Responsibility to work with coronavirus patients and unintentionally infecting others.
Medical staff rationing care owing to the high level of Covid patients in need.
The need to deal and rehabilitate themselves if infected with covid.
Seeing hundreds of people die.
Above all, before the pandemic, healthcare professionals were considered heroes but now as the ones who are infringing on people’s personal freedom.
How to know if it is burnout or other mental health problem like depression...
Failing to cure this condition can cause a long-term disadvantage. It can lead to depression, cognitive dysfunction, and impaired sleep. All these, in turn, can cause havoc in nurses’ personal and professional life.
As mental, physical, and emotional wellbeing are interrelated closely, a multi-faceted and comprehensive approach to treating burnout is needed. The treatment or self-help should consist of different methods and resources that can tackle the psychological and physical effect of burn-out.
First and foremost, nurses must create meaning in what they are doing.

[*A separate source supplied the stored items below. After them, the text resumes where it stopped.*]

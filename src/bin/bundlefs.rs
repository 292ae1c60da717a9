use bundlefs::app::command_handlers;
use bundlefs::shared::logging::init_logging;

fn run() -> Result<(), String> {
    init_logging();
    let args: Vec<String> = std::env::args().skip(1).collect();
    let output = command_handlers::run_cli(args)?;
    println!("{output}");
    Ok(())
}

fn main() {
    if let Err(err) = run() {
        eprintln!("{err}");
        std::process::exit(1);
    }
}
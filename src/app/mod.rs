pub mod cli;
pub mod command_handlers;
pub mod command_support;
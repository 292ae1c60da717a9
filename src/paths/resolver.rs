//! Symbolic path resolution.
//!
//! `{name}` placeholders are looked up in a [`VariableContext`] and replaced
//! in a single pass; replacement text is never rescanned. Resolution is
//! all-or-nothing: one unknown name fails the whole expression.

use crate::paths::canonical::{normalize_lexical, CanonicalPath};
use crate::paths::context::VariableContext;
use crate::paths::error::AccessError;
use tracing::{debug, warn};

#[derive(Debug, Clone, Copy, PartialEq, Eq)]
struct Placeholder<'a> {
    start: usize,
    end: usize,
    name: &'a str,
}

/// Finds every `{name}` in `expression`. A `{` with no closing brace is
/// literal text.
fn scan_placeholders(expression: &str) -> Result<Vec<Placeholder<'_>>, AccessError> {
    let mut placeholders = Vec::new();
    let mut offset = 0;

    while let Some(open) = expression[offset..].find('{') {
        let start = offset + open;
        let after_open = start + 1;
        let Some(close) = expression[after_open..].find('}') else {
            break;
        };
        let name = &expression[after_open..after_open + close];
        if let Some(reason) = malformed_name(name) {
            return Err(AccessError::InvalidExpression {
                expression: expression.to_string(),
                reason: format!("malformed placeholder `{{{name}}}`: {reason}"),
            });
        }
        let end = after_open + close + 1;
        placeholders.push(Placeholder { start, end, name });
        offset = end;
    }

    Ok(placeholders)
}

/// Only names that could never be looked up are malformed. Anything else
/// goes to the context and fails as an unknown variable if absent.
fn malformed_name(name: &str) -> Option<&'static str> {
    if name.is_empty() {
        Some("placeholder name is empty")
    } else if name.contains(['/', '\\']) {
        Some("placeholder name contains a path separator")
    } else if name.contains('{') {
        Some("placeholder name contains a brace")
    } else {
        None
    }
}

/// Rewrites a symbolic path expression into a [`CanonicalPath`].
///
/// # Errors
/// - [`AccessError::UnknownVariable`] for the first placeholder missing from
///   `context`; nothing is substituted in that case.
/// - [`AccessError::PathTraversal`] if the substituted and normalized path has
///   a `..` segment anywhere, wherever it came from.
/// - [`AccessError::InvalidExpression`] for NUL bytes or malformed
///   placeholders, [`AccessError::NotAbsolute`] for a relative result.
pub fn resolve_path(
    expression: &str,
    context: &VariableContext,
) -> Result<CanonicalPath, AccessError> {
    if expression.contains('\0') {
        return Err(AccessError::InvalidExpression {
            expression: expression.escape_default().to_string(),
            reason: "path contains a NUL byte".to_string(),
        });
    }

    let placeholders = scan_placeholders(expression)?;
    let mut values = Vec::with_capacity(placeholders.len());
    for placeholder in &placeholders {
        let Some(value) = context.get(placeholder.name) else {
            debug!(
                variable = placeholder.name,
                expression, "path expression references unknown variable"
            );
            return Err(AccessError::UnknownVariable {
                variable: placeholder.name.to_string(),
                expression: expression.to_string(),
            });
        };
        values.push(value);
    }

    let mut substituted = String::with_capacity(expression.len());
    let mut cursor = 0;
    for (placeholder, value) in placeholders.iter().zip(values) {
        substituted.push_str(&expression[cursor..placeholder.start]);
        substituted.push_str(value.as_str());
        cursor = placeholder.end;
    }
    substituted.push_str(&expression[cursor..]);

    let normalized = normalize_lexical(&substituted);
    if normalized.has_parent_segment {
        warn!(
            expression,
            resolved = %normalized.text,
            "rejected path expression containing a traversal segment"
        );
        return Err(AccessError::PathTraversal {
            path: expression.to_string(),
        });
    }
    if !normalized.absolute {
        return Err(AccessError::NotAbsolute {
            path: normalized.text,
        });
    }

    let canonical = CanonicalPath::from_normalized(normalized);
    debug!(expression, resolved = %canonical, "resolved path expression");
    Ok(canonical)
}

Nurses must link up with energy sources both physical and emotional. A balanced diet, enough sleep and modest daily exercise should be part to meet physical needs. As part of meeting psychological need, one should relax, replenish, and recharge. Spiritual beliefs, family support and social connections should not be neglected.
Above all, nurses must be self-caring and acknowledge one’s limitations and values.
More than all, you should understand that even nurses are humans, and it is ok to seek help, especially in situations as such. A well-known life coach specialized in dealing with nurse health issues said the foremost thing a nurse can do when one finds out he/she is burnt out is to accept the fact.